*Task goal*: A line below contains "Core crate exports", and a later one contains "tracker, CSV export". Repeat both, with every line between them, exactly.

[Data in this exercise]

use chrono::{DateTime, NaiveDate, NaiveDateTime, Utc};
use serde_json::Value;

use super::column::{CellRenderer, Column};
use super::record::{FieldPath, Record};

/// Stringify a JSON value the way cells, search, and exports display it.
#[must_use]
pub fn stringify_value(value: &Value) -> String {
	match value {
		Value::Null => String::new(),
		Value::String(text) => text.clone(),
		Value::Bool(flag) => flag.to_string(),
		Value::Number(number) => number.to_string(),
		structured => structured.to_string(),
	}
}

/// Text of the raw value at `path`; missing fields render as an empty string.
#[must_use]
pub fn field_text(record: &Record, path: &FieldPath) -> String {
	record.get(path).map(stringify_value).unwrap_or_default()
}

/// Project `record` through `column` into displayable text.
#[must_use]
pub fn format_cell(record: &Record, column: &Column) -> String {
	match &column.cell {
		CellRenderer::Default => field_text(record, &column.key),
		CellRenderer::Custom(render) => render(record),
	}
}

/// Parse RFC 3339 timestamps, `YYYY-MM-DD HH:MM:SS`, or bare `YYYY-MM-DD` dates.
#[must_use]
pub fn parse_date(text: &str) -> Option<DateTime<Utc>> {
	let text = text.trim();
	if let Ok(parsed) = DateTime::parse_from_rfc3339(text) {
		return Some(parsed.with_timezone(&Utc));
	}
	if let Ok(parsed) = NaiveDateTime::parse_from_str(text, "%Y-%m-%d %H:%M:%S") {
		return Some(parsed.and_utc());
	}
	NaiveDate::parse_from_str(text, "%Y-%m-%d")
		.ok()
		.and_then(|date| date.and_hms_opt(0, 0, 0))
		.map(|datetime| datetime.and_utc())
}

#[cfg(test)]
mod tests {
	use super::*;
	use serde_json::json;

	#[test]
	fn scalars_stringify_without_quotes() {
		assert_eq!(stringify_value(&json!(null)), "");
		assert_eq!(stringify_value(&json!("plain")), "plain");
		assert_eq!(stringify_value(&json!(12.5)), "12.5");
		assert_eq!(stringify_value(&json!(false)), "false");
		assert_eq!(stringify_value(&json!(["a", 1])), r#"["a",1]"#);
	}

	#[test]
	fn missing_fields_format_as_empty_cells() {
		let record = Record::new().with("name", "Alice");
		let column = Column::parse("email", "Email").unwrap();
		assert_eq!(format_cell(&record, &column), "");
	}

	#[test]
	fn custom_renderers_take_precedence() {
		let record = Record::new().with("first", "Ada").with("last", "Lovelace");
		let column = Column::parse("first", "Name").unwrap().render_with(|record| {
			let first = record.as_map().get("first").and_then(Value::as_str);
			let last = record.as_map().get("last").and_then(Value::as_str);
			format!("{} {}", first.unwrap_or_default(), last.unwrap_or_default())
		});
		assert_eq!(format_cell(&record, &column), "Ada Lovelace");
	}

	#[test]
	fn dates_parse_in_common_shapes() {
		assert!(parse_date("2024-01-31").is_some());
		assert!(parse_date("2024-01-31 08:15:00").is_some());
		assert!(parse_date("2024-01-31T08:15:00+02:00").is_some());
		assert!(parse_date("31/01/2024").is_none());
		assert!(
			parse_date("2024-01-31T08:15:00+02:00").unwrap()
				< parse_date("2024-01-31 08:15:00").unwrap()
		);
	}
}
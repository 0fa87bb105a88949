//! Core crate exports for building and running `datagrid` tables.
//!
//! The [`grid`] module holds the filter/sort/paginate engine, the selection
//! tracker, CSV export and the [`DataGrid`] shell. The [`context`] module
//! carries the session, theme preference and activity log that the
//! interactive front-end in [`ui`] draws on.

pub mod app_dirs;
pub mod context;
pub mod grid;
pub mod logging;
pub mod theme;
pub mod types;
pub mod ui;

pub use context::{AppContext, ContextOptions, FilePreferenceStore, MemoryPreferenceStore};
pub use grid::{
	DataGrid, ExportFormat, GridConfig, GridError, GridEvent, GridHandlers, GridModel, SortSpec,
};
pub use theme::{Theme, default_theme};
pub use types::{Column, FieldPath, KeyAccessor, Record, RecordKey, ValueKind};
pub use ui::{GridOutcome, run};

[/Data in this exercise]

*Result*:
//! Core crate exports for building and running `datagrid` tables.
//!
//! The [`grid`] module holds the filter/sort/paginate engine, the selection
//! tracker, CSV export and the [`DataGrid`] shell. The [`context`] module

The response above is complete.